When you return the data, keep each character exactly as it appears.

▶ **Stored items**:
+---+
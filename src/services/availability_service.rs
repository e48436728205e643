//! Availability Checker
//!
//! Decide si un coche está libre para un rango de fechas y resuelve la
//! consulta de flota por ubicación con un fan-out concurrente de solo
//! lectura. El chequeo autoritativo se repite siempre al crear la reserva.

use chrono::NaiveDate;
use futures::future::join_all;
use sqlx::PgPool;
use uuid::Uuid;

use crate::models::car::Car;
use crate::repositories::booking_repository::BookingRepository;
use crate::repositories::car_repository::CarRepository;
use crate::utils::errors::AppResult;

/// Predicado de solapamiento con bordes inclusivos: [p1,r1] y [p2,r2]
/// chocan si p1 <= r2 y p2 <= r1. Tocar un borde cuenta como conflicto.
pub fn dates_overlap(p1: NaiveDate, r1: NaiveDate, p2: NaiveDate, r2: NaiveDate) -> bool {
    p1 <= r2 && p2 <= r1
}

pub struct AvailabilityService {
    bookings: BookingRepository,
    cars: CarRepository,
}

impl AvailabilityService {
    pub fn new(pool: PgPool) -> Self {
        Self {
            bookings: BookingRepository::new(pool.clone()),
            cars: CarRepository::new(pool),
        }
    }

    /// `true` si ninguna reserva no cancelada del coche solapa el rango.
    pub async fn is_available(
        &self,
        car_id: Uuid,
        pickup_date: NaiveDate,
        return_date: NaiveDate,
    ) -> AppResult<bool> {
        let overlapping = self
            .bookings
            .exists_overlapping(car_id, pickup_date, return_date)
            .await?;
        Ok(!overlapping)
    }

    /// Flota disponible en una ubicación para un rango: se filtran los
    /// candidatos por ubicación y se chequea cada uno concurrentemente.
    /// Lectura sin locks; sirve para informar al usuario, no para reservar.
    pub async fn list_available_cars(
        &self,
        location: &str,
        pickup_date: NaiveDate,
        return_date: NaiveDate,
    ) -> AppResult<Vec<Car>> {
        let candidates = self.cars.find_listed_by_location(location).await?;

        let checks = candidates
            .iter()
            .map(|car| self.is_available(car.id, pickup_date, return_date));
        let results = join_all(checks).await;

        let mut available = Vec::with_capacity(candidates.len());
        for (car, result) in candidates.into_iter().zip(results) {
            if result? {
                available.push(car);
            }
        }

        Ok(available)
    }
}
+---+
▶ **SOLUTION FOR THIS TASK**:
filename src/services/availability_service.rs
repository e48436728205e643
//! Availability Checker
//!
//! Decide si un coche está libre para un rango de fechas y resuelve la
//! consulta de flota por ubicación con un fan-out concurrente de solo
//! lectura. El chequeo autoritativo se repite siempre al crear la reserva.

use chrono::NaiveDate;
use futures::future::join_all;
use sqlx::PgPool;
use uuid::Uuid;

use crate::models::car::Car;
use crate::repositories::booking_repository::BookingRepository;
use crate::repositories::car_repository::CarRepository;
use crate::utils::errors::AppResult;

/// Predicado de solapamiento con bordes inclusivos: [p1,r1] y [p2,r2]
/// chocan si p1 <= r2 y p2 <= r1. Tocar un borde cuenta como conflicto.
pub fn dates_overlap(p1: NaiveDate, r1: NaiveDate, p2: NaiveDate, r2: NaiveDate) -> bool {
    p1 <= r2 && p2 <= r1
}

pub struct AvailabilityService {
    bookings: BookingRepository,
    cars: CarRepository,
}

impl AvailabilityService {
    pub fn new(pool: PgPool) -> Self {
        Self {
            bookings: BookingRepository::new(pool.clone()),
            cars: CarRepository::new(pool),
        }
    }

    /// `true` si ninguna reserva no cancelada del coche solapa el rango.
    pub async fn is_available(
        &self,
        car_id: Uuid,
        pickup_date: NaiveDate,
        return_date: NaiveDate,
    ) -> AppResult<bool> {
        let overlapping = self
            .bookings
            .exists_overlapping(car_id, pickup_date, return_date)
            .await?;
        Ok(!overlapping)
    }

    /// Flota disponible en una ubicación para un rango: se filtran los
    /// candidatos por ubicación y se chequea cada uno concurrentemente.
    /// Lectura sin locks; sirve para informar al usuario, no para reservar.
    pub async fn list_available_cars(
        &self,
        location: &str,
        pickup_date: NaiveDate,
        return_date: NaiveDate,
    ) -> AppResult<Vec<Car>> {
        let candidates = self.cars.find_listed_by_location(location).await?;

        let checks = candidates
            .iter()
            .map(|car| self.is_available(car.id, pickup_date, return_date));
        let results = join_all(checks).await;

        let mut available = Vec::with_capacity(candidates.len());
        for (car, result) in candidates.into_iter().zip(results) {
            if result? {
                available.push(car);
            }
        }

        Ok(available)
    }
}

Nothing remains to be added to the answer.